中野みどりの紬きもの塾

染織家中野みどりの「紬きもの塾」。その記録を中心に紬織り、着物、工芸、自然を綴ります。

節糸を巻く

2015年12月29日 | 制作工程
今年も暮れようとしています。
工房は本日が仕事納めです。

先月の染めの仕事の後は織物設計をし、あとは糸をひたすら巻き、整経、仮筬、巻き込み、経て継をしていました。

糸巻きは一番簡単で単純な仕事のように思うかもしれませんが、節糸の扱いはこれがなかなか難しいのです。この糸巻は時間がかかりますが、後の作業のすべてに繋がってきます。

まず糸に糊をつける前には綛の綾振りを正しい状態に直します。染めや洗いで糸が乱れているからです。綛を整えたうえでゆっくりと座繰りを回します。
フシの状態をよく見ながら巻きます。

トップ画像のように、赤城の枠外しの糸は蚕が吐き出したウェーブが残っていて本当にきれいな形です。うっとり眺めることも・・。

途中、糸の結び目が出てきます。写真では分かりずらいですが、指の上の、この結びは玉結びになっていますので、
この段階で必ず機結びに変えます。織っているときに筬に引っ掛かり糸を切ることになるからです。

糸を持つ左手の指の腹で結び目を感じとります。糸は強く掴んではダメで、軽く当てているだけです。強く掴むとせっかくつけた糊を落とすことになりますし、糸を伸ばしてしまうことにもなります。伸ばされた糸は織りにくいです。風合いも悪くなります。

帯のやや太い節糸になるとさらに糸の表情は豊かで好ましいのですが、

取り除くフシと、とりあえずそのままにしておくものとを見分けます。
ちなみに上の写真の節はそのまま、こちらの小さな節は少し整理します。

さなぎの脱皮殻なども入っていて(写真中ほどの黒いところ)糸巻きをしながら取り除くことになります。

糸くず入れはこんな感じになります。

木枠に巻き取る時には整経に必要な回数を数えます。途中手を休めるときにはメモをしておきます。数が多い時は100回ごとにおはじきを置いたりします。急に人に話しかけられたりしてフッと忘れてしまうことがあるのですが、木枠に巻かれた糸の厚みで大体の量を掴むこともあります。数字だけに頼ってもいけません。

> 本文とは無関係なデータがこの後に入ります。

//! Event requests, their modifiers, and the dispatcher that delivers them.

mod dispatcher;
mod payload;

use std::fmt;

pub use dispatcher::{EventDispatcher, PacketSink};

use crate::codec::Packet;
use crate::error::{CommandError, ErrorCode};
use crate::types::{FieldId, Location, ObjectId, ReferenceTypeId, ThreadId};

#[derive(Clone, Copy, Debug, PartialEq, Eq, Hash)]
pub enum EventKind {
    SingleStep,
    Breakpoint,
    FramePop,
    Exception,
    UserDefined,
    ThreadStart,
    ThreadDeath,
    ClassPrepare,
    ClassUnload,
    ClassLoad,
    FieldAccess,
    FieldModification,
    ExceptionCatch,
    MethodEntry,
    MethodExit,
    MethodExitWithReturnValue,
    VmStart,
    VmDeath,
}

impl EventKind {
    pub fn from_u8(kind: u8) -> Option<Self> {
        Some(match kind {
            1 => Self::SingleStep,
            2 => Self::Breakpoint,
            3 => Self::FramePop,
            4 => Self::Exception,
            5 => Self::UserDefined,
            6 => Self::ThreadStart,
            7 => Self::ThreadDeath,
            8 => Self::ClassPrepare,
            9 => Self::ClassUnload,
            10 => Self::ClassLoad,
            20 => Self::FieldAccess,
            21 => Self::FieldModification,
            30 => Self::ExceptionCatch,
            40 => Self::MethodEntry,
            41 => Self::MethodExit,
            42 => Self::MethodExitWithReturnValue,
            90 => Self::VmStart,
            99 => Self::VmDeath,
            _ => return None,
        })
    }

    pub fn as_u8(self) -> u8 {
        match self {
            Self::SingleStep => 1,
            Self::Breakpoint => 2,
            Self::FramePop => 3,
            Self::Exception => 4,
            Self::UserDefined => 5,
            Self::ThreadStart => 6,
            Self::ThreadDeath => 7,
            Self::ClassPrepare => 8,
            Self::ClassUnload => 9,
            Self::ClassLoad => 10,
            Self::FieldAccess => 20,
            Self::FieldModification => 21,
            Self::ExceptionCatch => 30,
            Self::MethodEntry => 40,
            Self::MethodExit => 41,
            Self::MethodExitWithReturnValue => 42,
            Self::VmStart => 90,
            Self::VmDeath => 99,
        }
    }

    /// Occurrences the runtime never produces. Requests for them are accepted
    /// but created untriggered.
    pub fn is_muted(self) -> bool {
        matches!(
            self,
            Self::VmDeath | Self::ThreadDeath | Self::Exception | Self::ClassUnload
        )
    }

    pub fn name(self) -> &'static str {
        match self {
            Self::SingleStep => "SINGLE_STEP",
            Self::Breakpoint => "BREAKPOINT",
            Self::FramePop => "FRAME_POP",
            Self::Exception => "EXCEPTION",
            Self::UserDefined => "USER_DEFINED",
            Self::ThreadStart => "THREAD_START",
            Self::ThreadDeath => "THREAD_DEATH",
            Self::ClassPrepare => "CLASS_PREPARE",
            Self::ClassUnload => "CLASS_UNLOAD",
            Self::ClassLoad => "CLASS_LOAD",
            Self::FieldAccess => "FIELD_ACCESS",
            Self::FieldModification => "FIELD_MODIFICATION",
            Self::ExceptionCatch => "EXCEPTION_CATCH",
            Self::MethodEntry => "METHOD_ENTRY",
            Self::MethodExit => "METHOD_EXIT",
            Self::MethodExitWithReturnValue => "METHOD_EXIT_WITH_RETURN_VALUE",
            Self::VmStart => "VM_START",
            Self::VmDeath => "VM_DEATH",
        }
    }
}

impl fmt::Display for EventKind {
    fn fmt(&self, f: &mut fmt::Formatter<'_>) -> fmt::Result {
        f.write_str(self.name())
    }
}

#[derive(Clone, Copy, Debug, PartialEq, Eq, Hash)]
pub enum SuspendPolicy {
    None,
    EventThread,
    All,
}

impl SuspendPolicy {
    /// The order in which a delivery pass sends its composite packets.
    pub const DELIVERY_ORDER: [Self; 3] = [Self::None, Self::EventThread, Self::All];

    pub fn from_u8(policy: u8) -> Option<Self> {
        match policy {
            0 => Some(Self::None),
            1 => Some(Self::EventThread),
            2 => Some(Self::All),
            _ => None,
        }
    }

    pub fn as_u8(self) -> u8 {
        match self {
            Self::None => 0,
            Self::EventThread => 1,
            Self::All => 2,
        }
    }
}

/// A filter attached to an event request, in EventRequest.Set wire order.
#[derive(Clone, Debug, PartialEq, Eq)]
pub enum Modifier {
    Count { count: u32 },
    Conditional { expr_id: u32 },
    ThreadOnly { thread: ThreadId },
    ClassOnly { class_id: ReferenceTypeId },
    ClassMatch { pattern: String },
    ClassExclude { pattern: String },
    LocationOnly { location: Location },
    ExceptionOnly {
        exception_or_null: ReferenceTypeId,
        caught: bool,
        uncaught: bool,
    },
    FieldOnly {
        class_id: ReferenceTypeId,
        field_id: FieldId,
    },
    Step {
        thread: ThreadId,
        size: u32,
        depth: u32,
    },
    InstanceOnly { object_id: ObjectId },
    SourceNameMatch { pattern: String },
}

impl Modifier {
    pub fn kind(&self) -> u8 {
        match self {
            Self::Count { .. } => 1,
            Self::Conditional { .. } => 2,
            Self::ThreadOnly { .. } => 3,
            Self::ClassOnly { .. } => 4,
            Self::ClassMatch { .. } => 5,
            Self::ClassExclude { .. } => 6,
            Self::LocationOnly { .. } => 7,
            Self::ExceptionOnly { .. } => 8,
            Self::FieldOnly { .. } => 9,
            Self::Step { .. } => 10,
            Self::InstanceOnly { .. } => 11,
            Self::SourceNameMatch { .. } => 12,
        }
    }

    pub fn read(p: &mut Packet) -> Result<Self, CommandError> {
        let kind = p.read_u8()?;
        Ok(match kind {
            1 => Self::Count {
                count: p.read_u32()?,
            },
            2 => Self::Conditional {
                expr_id: p.read_u32()?,
            },
            3 => Self::ThreadOnly {
                thread: p.read_thread_id()?,
            },
            4 => Self::ClassOnly {
                class_id: p.read_reference_type_id()?,
            },
            5 => Self::ClassMatch {
                pattern: p.read_str()?,
            },
            6 => Self::ClassExclude {
                pattern: p.read_str()?,
            },
            7 => Self::LocationOnly {
                location: p.read_location()?,
            },
            8 => Self::ExceptionOnly {
                exception_or_null: p.read_reference_type_id()?,
                caught: p.read_bool()?,
                uncaught: p.read_bool()?,
            },
            9 => Self::FieldOnly {
                class_id: p.read_reference_type_id()?,
                field_id: p.read_field_id()?,
            },
            10 => Self::Step {
                thread: p.read_thread_id()?,
                size: p.read_u32()?,
                depth: p.read_u32()?,
            },
            11 => Self::InstanceOnly {
                object_id: p.read_object_id()?,
            },
            12 => Self::SourceNameMatch {
                pattern: p.read_str()?,
            },
            other => {
                tracing::warn!(target: "svm.jdwp", modifier = other, "unknown event modifier kind");
                return Err(ErrorCode::ILLEGAL_ARGUMENT.into());
            }
        })
    }

    pub fn write(&self, p: &mut Packet) {
        p.write_u8(self.kind());
        match self {
            Self::Count { count } => p.write_u32(*count),
            Self::Conditional { expr_id } => p.write_u32(*expr_id),
            Self::ThreadOnly { thread } => p.write_thread_id(*thread),
            Self::ClassOnly { class_id } => p.write_reference_type_id(*class_id),
            Self::ClassMatch { pattern }
            | Self::ClassExclude { pattern }
            | Self::SourceNameMatch { pattern } => p.write_str(pattern),
            Self::LocationOnly { location } => p.write_location(location),
            Self::ExceptionOnly {
                exception_or_null,
                caught,
                uncaught,
            } => {
                p.write_reference_type_id(*exception_or_null);
                p.write_bool(*caught);
                p.write_bool(*uncaught);
            }
            Self::FieldOnly { class_id, field_id } => {
                p.write_reference_type_id(*class_id);
                p.write_field_id(*field_id);
            }
            Self::Step {
                thread,
                size,
                depth,
            } => {
                p.write_thread_id(*thread);
                p.write_u32(*size);
                p.write_u32(*depth);
            }
            Self::InstanceOnly { object_id } => p.write_object_id(*object_id),
        }
    }
}

/// Strip a trailing `$*` or `*` from a class-match pattern.
pub fn class_pattern_name(pattern: &str) -> &str {
    pattern
        .strip_suffix("$*")
        .or_else(|| pattern.strip_suffix('*'))
        .unwrap_or(pattern)
}

/// One armed trigger registered by the debugger.
#[derive(Clone, Debug, PartialEq, Eq)]
pub struct EventRequest {
    pub request_id: u32,
    pub kind: EventKind,
    pub suspend_policy: SuspendPolicy,
    /// An occurrence is pending delivery.
    pub triggered: bool,
    /// Tombstoned: cleared, delivered, or never eligible.
    pub removed: bool,
    pub modifiers: Vec<Modifier>,
}

impl EventRequest {
    /// A synthetic request that bypasses the registry.
    pub fn synthetic(kind: EventKind, suspend_policy: SuspendPolicy) -> Self {
        Self {
            request_id: 0,
            kind,
            suspend_policy,
            triggered: true,
            removed: false,
            modifiers: Vec::new(),
        }
    }

    /// Parse an EventRequest.Set body into a fresh request.
    ///
    /// A CLASS_PREPARE ClassMatch that names no registered class, or any
    /// ExceptionOnly filter, leaves the request tombstoned so the caller does not
    /// register it.
    pub fn parse_set(p: &mut Packet, events: &EventDispatcher) -> Result<Self, CommandError> {
        let kind_byte = p.read_u8()?;
        let kind = EventKind::from_u8(kind_byte).ok_or_else(|| {
            tracing::warn!(target: "svm.jdwp", event_kind = kind_byte, "unknown event kind");
            CommandError::from(ErrorCode::INVALID_EVENT_TYPE)
        })?;
        let policy_byte = p.read_u8()?;
        let policy = SuspendPolicy::from_u8(policy_byte).ok_or_else(|| {
            tracing::warn!(target: "svm.jdwp", policy = policy_byte, "unknown suspend policy");
            CommandError::from(ErrorCode::ILLEGAL_ARGUMENT)
        })?;
        let count = p.read_u32()? as usize;

        let mut modifiers = Vec::with_capacity(count.min(64));
        for _ in 0..count {
            modifiers.push(Modifier::read(p)?);
        }

        let mut request = events.new_event(kind, policy);
        for modifier in &modifiers {
            match modifier {
                Modifier::ClassMatch { pattern } if kind == EventKind::ClassPrepare => {
                    let name = class_pattern_name(pattern);
                    if events.classes().find_by_name(name).is_none() {
                        tracing::debug!(
                            target: "svm.jdwp",
                            request_id = request.request_id,
                            pattern = %pattern,
                            "class match resolves to no class"
                        );
                        request.tombstone();
                    }
                }
                Modifier::ExceptionOnly { .. } => request.tombstone(),
                _ => {}
            }
        }
        request.modifiers = modifiers;
        Ok(request)
    }

    pub fn tombstone(&mut self) {
        self.triggered = false;
        self.removed = true;
    }

    pub fn location_filter(&self) -> Option<Location> {
        self.modifiers.iter().find_map(|m| match m {
            Modifier::LocationOnly { location } => Some(*location),
            _ => None,
        })
    }

    pub fn thread_filter(&self) -> Option<ThreadId> {
        self.modifiers.iter().find_map(|m| match m {
            Modifier::ThreadOnly { thread } => Some(*thread),
            _ => None,
        })
    }

    pub fn class_filter(&self) -> Option<ReferenceTypeId> {
        self.modifiers.iter().find_map(|m| match m {
            Modifier::ClassOnly { class_id } => Some(*class_id),
            _ => None,
        })
    }

    /// The class name a ClassMatch modifier refers to, wildcard suffix removed.
    pub fn class_match(&self) -> Option<&str> {
        self.modifiers.iter().find_map(|m| match m {
            Modifier::ClassMatch { pattern } => Some(class_pattern_name(pattern)),
            _ => None,
        })
    }

    pub fn exception_filter(&self) -> Option<(ReferenceTypeId, bool, bool)> {
        self.modifiers.iter().find_map(|m| match m {
            Modifier::ExceptionOnly {
                exception_or_null,
                caught,
                uncaught,
            } => Some((*exception_or_null, *caught, *uncaught)),
            _ => None,
        })
    }
}

/// What the VM reports at an instruction-level checkpoint.
#[derive(Clone, Copy, Debug, Default, PartialEq, Eq)]
pub struct Checkpoint {
    pub opcode: u8,
    pub location: Location,
}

回転のカウンターを取り付けることも考えたことがあるのですが、頭の体操のためには糸のかたちを見ながら、数も数え、綾振りも自前でするのは同時にいくつものことを進めていく訓練にもなりますので今のところ頑張っています。電動の糸巻機に変えるつもりもありませんし、座繰りの糸は電動の座繰り機では巻けません。

今の時代にこんな悠長な仕事はどうなのかと思う方もあるかもしれませんが、この豊かな糸巻の時間を手放す気にはなりません。
機械化、工業化で良くなった点ももちろんあるのですが、効率を上げることばかりの時代は経済も行き詰り、自然や人の心を荒らし、壊した側面があったことを見逃すわけにはいきまん。
質の豊かさへシフトした慎ましやかな時間のなかの幸福に、上質の手仕事も重要な役目があると思います。

丁寧に糸巻きを終え、整経して鎖に編まれた格子着尺の経糸。

千切りに巻き込まれ、機に上がる出番を待ちます。

こちらはもう一反、ヨコ絣用に小綛にした真綿紬糸。仕事始めは絣の括りからです。

国内外、大変な時代ではありますが翻弄されることなく、こんな時にこそ人がやるべきことをやることだと考えます。
「善きもの、美しいもの」が私たちを救うのではないでしょうか。

さて、明年2月下旬に北鎌倉の東慶寺さんのギャラリーで個展をさせて戴くことになりました。頑張って制作に励んでいます。詳細はHP、ブログでお知らせします。
この時期、境内は梅も見ごろということですので是非お越しいただきたいと思います。

ブログ読者の皆様もどうぞ良いお年をお迎えくださいませ。